[Source records]
::::::

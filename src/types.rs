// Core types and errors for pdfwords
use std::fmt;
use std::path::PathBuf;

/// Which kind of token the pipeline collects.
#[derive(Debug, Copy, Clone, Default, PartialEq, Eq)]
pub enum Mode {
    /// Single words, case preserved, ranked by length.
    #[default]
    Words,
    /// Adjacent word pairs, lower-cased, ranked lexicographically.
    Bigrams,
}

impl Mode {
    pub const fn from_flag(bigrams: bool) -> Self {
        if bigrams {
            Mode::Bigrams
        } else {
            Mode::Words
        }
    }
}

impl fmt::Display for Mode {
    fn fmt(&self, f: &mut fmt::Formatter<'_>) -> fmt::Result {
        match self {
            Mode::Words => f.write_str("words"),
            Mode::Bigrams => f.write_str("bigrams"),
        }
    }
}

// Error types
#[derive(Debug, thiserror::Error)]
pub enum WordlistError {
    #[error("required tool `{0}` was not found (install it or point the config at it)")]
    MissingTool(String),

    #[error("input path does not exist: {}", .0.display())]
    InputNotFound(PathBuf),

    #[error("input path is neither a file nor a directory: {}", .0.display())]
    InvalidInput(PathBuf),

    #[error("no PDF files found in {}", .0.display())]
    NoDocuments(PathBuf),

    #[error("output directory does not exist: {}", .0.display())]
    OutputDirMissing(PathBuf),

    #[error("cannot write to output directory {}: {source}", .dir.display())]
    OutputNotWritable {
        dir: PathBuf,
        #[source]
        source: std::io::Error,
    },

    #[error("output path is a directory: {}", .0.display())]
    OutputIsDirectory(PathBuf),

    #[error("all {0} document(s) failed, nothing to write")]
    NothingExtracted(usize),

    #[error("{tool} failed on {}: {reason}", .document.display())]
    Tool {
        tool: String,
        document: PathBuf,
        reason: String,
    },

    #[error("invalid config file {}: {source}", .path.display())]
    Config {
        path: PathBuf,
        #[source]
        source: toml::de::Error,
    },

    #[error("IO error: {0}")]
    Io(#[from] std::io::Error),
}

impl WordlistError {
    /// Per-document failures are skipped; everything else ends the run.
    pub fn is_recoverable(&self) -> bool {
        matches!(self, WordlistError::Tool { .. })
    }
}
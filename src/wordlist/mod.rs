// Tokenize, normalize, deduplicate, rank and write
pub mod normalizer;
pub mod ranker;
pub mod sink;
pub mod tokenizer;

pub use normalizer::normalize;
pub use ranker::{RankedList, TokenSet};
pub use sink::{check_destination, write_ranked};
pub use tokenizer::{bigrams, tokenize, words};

::::::

■ Exercise requirements ■
Repeat only what lies between the first line of the data and the line containing "lower-cased, ranked lexicographically.", both of those lines included, exactly as it stands.

■ Response ■
filename src/types.rs
// Core types and errors for pdfwords
use std::fmt;
use std::path::PathBuf;

/// Which kind of token the pipeline collects.
#[derive(Debug, Copy, Clone, Default, PartialEq, Eq)]
pub enum Mode {
    /// Single words, case preserved, ranked by length.
    #[default]
    Words,
    /// Adjacent word pairs, lower-cased, ranked lexicographically.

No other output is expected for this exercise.